■ PROBLEM STATEMENT
Every line from the one containing "return Ok(found as Codeword);" to the one containing "let codeword = (groups[group].len()" in the records below, both included, must be set down exactly, and no other line.

■ DATA PROVIDED
------

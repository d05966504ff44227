// Copyright 2025 Zurich Instruments AG
// SPDX-License-Identifier: Apache-2.0

use std::path::PathBuf;

/// Knobs steering one code-generation run.
#[derive(Debug, Clone, Default)]
pub struct CodegenOptions {
    /// Emit `stop` at program end instead of looping indefinitely.
    pub run_once: bool,
    /// Emit explanatory comments into the output sections.
    pub verbose: bool,
    /// Preload the codeword table from this map file and restrict the
    /// compile to the entries it declares.
    pub map_input_file: Option<PathBuf>,
    /// Path prefix for collateral output files (e.g. the VCD trace written
    /// by the tracer outside this crate).
    pub output_prefix: String,
    /// Require every codeword-driven signal to carry a static codeword
    /// override in its instruction definition.
    pub require_static_codewords: bool,
}
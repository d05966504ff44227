// Copyright 2025 Zurich Instruments AG
// SPDX-License-Identifier: Apache-2.0

pub mod codegen;
pub mod codeword;
pub mod condition;
mod control_flow;
pub mod datapath;
mod handle_expression;
pub mod ir;
pub mod options;
pub mod settings;
#[cfg(test)]
pub(crate) mod testutil;

pub use q1asm::Slot;

/// Scheduling quantum of the platform; all durations count cycles.
pub type Cycle = u64;
/// 32-bit digital output word driven onto an instrument's DIO interface.
pub type DigOut = u32;
/// Index into the ordered signal-value list of an (instrument, group).
pub type Codeword = u32;

/// Number of usable slots on the central controller backplane.
pub const MAX_SLOTS: Slot = 12;
/// Classical registers available to programs. The register file holds 64
/// registers; the top two are reserved as scratch for expression lowering.
pub const NUM_CREGS: u32 = 62;
/// Bit registers (backed by DSM bits once read out).
pub const NUM_BREGS: u32 = 1024;

/// Scratch registers reserved for expression lowering.
pub const REG_TMP0: &str = "R62";
pub const REG_TMP1: &str = "R63";

#[derive(thiserror::Error, Debug)]
pub enum Error {
    #[error("{0}")]
    UserInput(String),

    #[error(
        "signal conflict on instrument '{instrument}', group {group}, \
         between '{previous}' and '{new_value}'"
    )]
    SignalConflict {
        instrument: String,
        group: usize,
        previous: String,
        new_value: String,
    },

    #[error(
        "inconsistency detected in bundle contents: time travel not possible: \
         start_cycle={start_cycle}, last_end_cycle={last_end_cycle}, \
         instrument='{instrument}', instr_idx={instr_idx}"
    )]
    TimeTravel {
        instrument: String,
        instr_idx: usize,
        start_cycle: Cycle,
        last_end_cycle: Cycle,
    },

    #[error("internal compiler error: {0}")]
    Internal(String),

    #[error(transparent)]
    Anyhow(#[from] anyhow::Error),
}

impl Error {
    pub fn user<S: Into<String>>(msg: S) -> Self {
        Error::UserInput(msg.into())
    }

    pub fn internal<S: Into<String>>(msg: S) -> Self {
        Error::Internal(msg.into())
    }

    /// Append a layer of context to the message, keeping the error kind.
    pub fn with_context<S: std::fmt::Display>(self, context: S) -> Self {
        match self {
            Error::UserInput(msg) => Error::UserInput(format!("{msg} ({context})")),
            Error::Internal(msg) => Error::Internal(format!("{msg} ({context})")),
            Error::Anyhow(err) => Error::Anyhow(err.context(context.to_string())),
            other => other,
        }
    }
}

pub type Result<T, E = Error> = std::result::Result<T, E>;
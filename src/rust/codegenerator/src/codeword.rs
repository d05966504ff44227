// Copyright 2025 Zurich Instruments AG
// SPDX-License-Identifier: Apache-2.0

//! Codeword bookkeeping.
//!
//! Every (instrument, group) owns an ordered list of signal-value strings;
//! the codeword of a signal is its index in that list. Index 0 is reserved
//! for the empty string, the idle codeword. Assignment is append-only, so a
//! codeword handed out once stays stable for the remainder of the compile
//! and across compiles when the table is persisted and preloaded.

use indexmap::IndexMap;
use serde::{Deserialize, Serialize};

use crate::{Codeword, Error, Result};

/// On-disk map file: free-text note plus the codeword table.
#[derive(Debug, Clone, Serialize, Deserialize)]
pub struct MapFile {
    pub note: String,
    pub codeword_table: IndexMap<String, Vec<Vec<String>>>,
}

#[derive(Debug, Clone, Default)]
pub struct CodewordTable {
    table: IndexMap<String, Vec<Vec<String>>>,
    preloaded: bool,
}

impl CodewordTable {
    pub fn new() -> Self {
        Self::default()
    }

    /// Table restricted to the entries of a previously emitted map file.
    pub fn preloaded(table: IndexMap<String, Vec<Vec<String>>>) -> Self {
        CodewordTable {
            table,
            preloaded: true,
        }
    }

    pub fn is_preloaded(&self) -> bool {
        self.preloaded
    }

    /// Find or assign the codeword for a signal value.
    ///
    /// Comparison is byte-exact on the macro-expanded signal string. On a
    /// preloaded table unknown instruments, groups or values are user
    /// errors; otherwise the structure grows on demand.
    pub fn assign(
        &mut self,
        instrument_name: &str,
        group: usize,
        signal_value: &str,
    ) -> Result<Codeword> {
        let preloaded = self.preloaded;
        if let Some(groups) = self.table.get_mut(instrument_name) {
            if group >= groups.len() {
                if preloaded {
                    return Err(preload_mismatch(format!(
                        "instrument '{instrument_name}', group {group} not present in file"
                    )));
                }
                groups.resize_with(group + 1, idle_group);
            }
            let codewords = &mut groups[group];
            if let Some(found) = codewords.iter().position(|cw| cw == signal_value) {
                return Ok(found as Codeword);
            }
            if preloaded {
                return Err(preload_mismatch(format!(
                    "signal value '{signal_value}' not found in group {group} \
                     of instrument '{instrument_name}'"
                )));
            }
            codewords.push(signal_value.to_string());
            Ok((codewords.len() - 1) as Codeword)
        } else {
            if preloaded {
                return Err(preload_mismatch(format!(
                    "instrument '{instrument_name}', group {group} not present in file"
                )));
            }
            let mut groups = Vec::new();
            groups.resize_with(group + 1, idle_group);
            groups[group].push(signal_value.to_string());
            let codeword = (groups[group].len() - 1) as Codeword;
            self.table.insert(instrument_name.to_string(), groups);
            Ok(codeword)
        }
    }

    /// Serializable map file carrying the table.
    pub fn to_map_file(&self) -> MapFile {
        MapFile {
            note: format!(
                "generated by {} version {}",
                env!("CARGO_PKG_NAME"),
                env!("CARGO_PKG_VERSION")
            ),
            codeword_table: self.table.clone(),
        }
    }
}

fn idle_group() -> Vec<String> {
    // codeword 0 is the idle (empty) signal
    vec![String::new()]
}

fn preload_mismatch(msg: String) -> Error {
    Error::user(format!(
        "mismatch between preloaded map input file and program requirements: {msg}"
    ))
}
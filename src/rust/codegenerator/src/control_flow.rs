// Copyright 2025 Zurich Instruments AG
// SPDX-License-Identifier: Apache-2.0

//! Structured control flow: labels and jumps around block bodies.
//!
//! Every construct gets a unique label base from a per-backend monotone
//! counter; `_start`, `_end` and `_<branch>` suffixes derive the concrete
//! labels. Loops push their base onto a stack consulted by `do_break` and
//! `do_continue`.

use crate::codegen::{Codegen, IfFrame};
use crate::ir::{Expression, Reference, SetInstruction};
use crate::settings::Settings;
use crate::{Error, Result};

fn to_start(base: &str) -> String {
    format!("{base}_start")
}

fn to_end(base: &str) -> String {
    format!("{base}_end")
}

fn to_ifbranch(base: &str, branch: usize) -> String {
    format!("{base}_{branch}")
}

fn as_target(label: &str) -> String {
    format!("@{label}")
}

impl<S: Settings> Codegen<S> {
    pub(crate) fn alloc_label_base(&mut self, kind: &str) -> String {
        let n = self.label_count;
        self.label_count += 1;
        format!("__{kind}_{n}")
    }

    /*
     * if / elif / otherwise / end
     */

    /// Open the if statement (branch 0) or a further branch (branch > 0),
    /// lowering its condition. The branch body follows from the caller.
    pub fn if_elif(&mut self, condition: &Expression, branch: usize) -> Result<()> {
        if branch == 0 {
            let base = self.alloc_label_base("if");
            self.if_frames.push(IfFrame { base, branch: 0 });
        } else {
            let frame = self
                .if_frames
                .last_mut()
                .ok_or_else(|| Error::internal("elif without an open if statement"))?;
            frame.branch = branch;
        }
        let base = self
            .if_frames
            .last()
            .map(|frame| frame.base.clone())
            .expect("if frame was just pushed");

        if branch > 0 {
            // close the previous branch
            self.emit("jmp", as_target(&to_end(&base)), "");
        }

        self.comment(format!(
            "# IF_ELIF: condition = '{condition}', label = '{base}'"
        ));

        if branch > 0 {
            self.emit_label(to_ifbranch(&base, branch));
        }

        let jmp_label = to_ifbranch(&base, branch + 1);
        self.handle_expression(condition, &jmp_label, "if.condition")
    }

    /// Open the otherwise (else) branch.
    pub fn if_otherwise(&mut self, branch: usize) -> Result<()> {
        let base = self
            .if_frames
            .last()
            .map(|frame| frame.base.clone())
            .ok_or_else(|| Error::internal("otherwise without an open if statement"))?;

        self.emit("jmp", as_target(&to_end(&base)), "");
        self.comment(format!("# IF_OTHERWISE: label = '{base}'"));
        self.emit_label(to_ifbranch(&base, branch));
        Ok(())
    }

    /// Close the if statement. `had_otherwise` tells whether the final
    /// branch label was already placed by `if_otherwise`.
    pub fn if_end(&mut self, had_otherwise: bool) -> Result<()> {
        let frame = self
            .if_frames
            .pop()
            .ok_or_else(|| Error::internal("if_end without an open if statement"))?;

        self.comment(format!("# IF_END: label = '{}'", frame.base));
        if !had_otherwise {
            // the last condition still jumps to its branch label
            self.emit_label(to_ifbranch(&frame.base, frame.branch + 1));
        }
        self.emit_label(to_end(&frame.base));
        Ok(())
    }

    /*
     * foreach (inclusive literal range)
     */

    pub fn foreach_start(&mut self, lhs: &Reference, frm: i64) -> Result<()> {
        check_literal(frm)?;
        let base = self.alloc_label_base("loop");
        self.loop_labels.push(base.clone());

        self.comment(format!("# FOREACH_START: from = {frm}, label = '{base}'"));

        let reg = creg_name(lhs)?;
        self.emit("move", format!("{frm},{reg}"), "");
        self.emit_label(to_start(&base)); // loop and 'continue' target
        Ok(())
    }

    pub fn foreach_end(&mut self, lhs: &Reference, frm: i64, to: i64) -> Result<()> {
        let base = self
            .loop_labels
            .pop()
            .ok_or_else(|| Error::internal("foreach_end without foreach_start"))?;

        self.comment(format!(
            "# FOREACH_END: from = {frm}, to = {to}, label = '{base}'"
        ));

        let reg = creg_name(lhs)?;
        if to >= frm {
            // count up; the emitted bound is to+1, so demand head room
            check_literal_with_room(to, 0, 1)?;
            self.emit("add", format!("{reg},1,{reg}"), "");
            self.emit("nop", "", "");
            self.emit(
                "jlt",
                format!("{reg},{},{}", to + 1, as_target(&to_start(&base))),
                "# loop",
            );
        } else if to == 0 {
            // count down to zero: dedicated loop instruction
            self.emit(
                "loop",
                format!("{reg},{}", as_target(&to_start(&base))),
                "# loop",
            );
        } else {
            check_literal(to)?;
            self.emit("sub", format!("{reg},1,{reg}"), "");
            self.emit("nop", "", "");
            self.emit(
                "jge",
                format!("{reg},{to},{}", as_target(&to_start(&base))),
                "# loop",
            );
        }

        self.emit_label(to_end(&base)); // loop end and 'break' target
        Ok(())
    }

    /*
     * repeat ... until
     */

    pub fn repeat(&mut self) -> Result<()> {
        let base = self.alloc_label_base("repeat");
        self.loop_labels.push(base.clone());
        self.comment(format!("# REPEAT: label = '{base}'"));
        self.emit_label(to_start(&base));
        Ok(())
    }

    pub fn until(&mut self, condition: &Expression) -> Result<()> {
        let base = self
            .loop_labels
            .pop()
            .ok_or_else(|| Error::internal("until without repeat"))?;
        self.comment(format!(
            "# UNTIL: condition = '{condition}', label = '{base}'"
        ));
        self.handle_expression(condition, &to_end(&base), "until.condition")?;
        self.emit("jmp", as_target(&to_start(&base)), "# loop");
        self.emit_label(to_end(&base));
        Ok(())
    }

    /*
     * for / while
     */

    /// Also used for 'while' loops (no initializer, no update).
    pub fn for_start(
        &mut self,
        initialize: Option<&SetInstruction>,
        condition: &Expression,
    ) -> Result<()> {
        let base = self.alloc_label_base("for");
        self.loop_labels.push(base.clone());

        self.comment(format!(
            "# LOOP_START: {}condition = '{condition}'",
            initialize
                .map(|set| format!("initialize = '{set}', "))
                .unwrap_or_default()
        ));

        if let Some(initialize) = initialize {
            self.handle_set_instruction(initialize, "for.initialize")?;
            // the condition below likely reads the register just written
            self.emit("nop", "", "");
        }

        self.emit_label(to_start(&base));
        self.handle_expression(condition, &to_end(&base), "for/while.condition")
    }

    pub fn for_end(&mut self, update: Option<&SetInstruction>) -> Result<()> {
        let base = self
            .loop_labels
            .pop()
            .ok_or_else(|| Error::internal("for_end without for_start"))?;

        self.comment(format!(
            "# LOOP_END:{}",
            update
                .map(|set| format!(" update = '{set}'"))
                .unwrap_or_default()
        ));

        if let Some(update) = update {
            self.handle_set_instruction(update, "for.update")?;
        }
        self.emit("jmp", as_target(&to_start(&base)), "# loop");
        self.emit_label(to_end(&base));
        Ok(())
    }

    /*
     * break / continue
     */

    pub fn do_break(&mut self) -> Result<()> {
        let base = self
            .loop_labels
            .last()
            .ok_or_else(|| Error::user("'break' outside of any loop"))?
            .clone();
        self.emit("jmp", as_target(&to_end(&base)), "# break");
        Ok(())
    }

    pub fn do_continue(&mut self) -> Result<()> {
        let base = self
            .loop_labels
            .last()
            .ok_or_else(|| Error::user("'continue' outside of any loop"))?
            .clone();
        self.emit("jmp", as_target(&to_start(&base)), "# continue");
        Ok(())
    }
}

fn creg_name(reference: &Reference) -> Result<String> {
    match reference {
        Reference::Creg(reg) => {
            if *reg >= crate::NUM_CREGS {
                return Err(Error::user(format!(
                    "register index {reg} exceeds maximum"
                )));
            }
            Ok(format!("R{reg}"))
        }
        Reference::Breg(_) => Err(Error::internal(
            "loop variable must be a classical register",
        )),
    }
}

fn check_literal(value: i64) -> Result<()> {
    check_literal_with_room(value, 0, 0)
}

fn check_literal_with_room(value: i64, bottom_room: i64, head_room: i64) -> Result<()> {
    if value - bottom_room < 0 {
        return Err(Error::user(format!(
            "backend cannot handle negative integer literals: value={value}"
        )));
    }
    if value >= (1i64 << 32) - 1 - head_room {
        return Err(Error::user(format!(
            "backend requires integer literals limited to 32 bits: value={value}"
        )));
    }
    Ok(())
}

------

■ ANSWER BOX
                return Ok(found as Codeword);
            }
            if preloaded {
                return Err(preload_mismatch(format!(
                    "signal value '{signal_value}' not found in group {group} \
                     of instrument '{instrument_name}'"
                )));
            }
            codewords.push(signal_value.to_string());
            Ok((codewords.len() - 1) as Codeword)
        } else {
            if preloaded {
                return Err(preload_mismatch(format!(
                    "instrument '{instrument_name}', group {group} not present in file"
                )));
            }
            let mut groups = Vec::new();
            groups.resize_with(group + 1, idle_group);
            groups[group].push(signal_value.to_string());
            let codeword = (groups[group].len() - 1) as Codeword;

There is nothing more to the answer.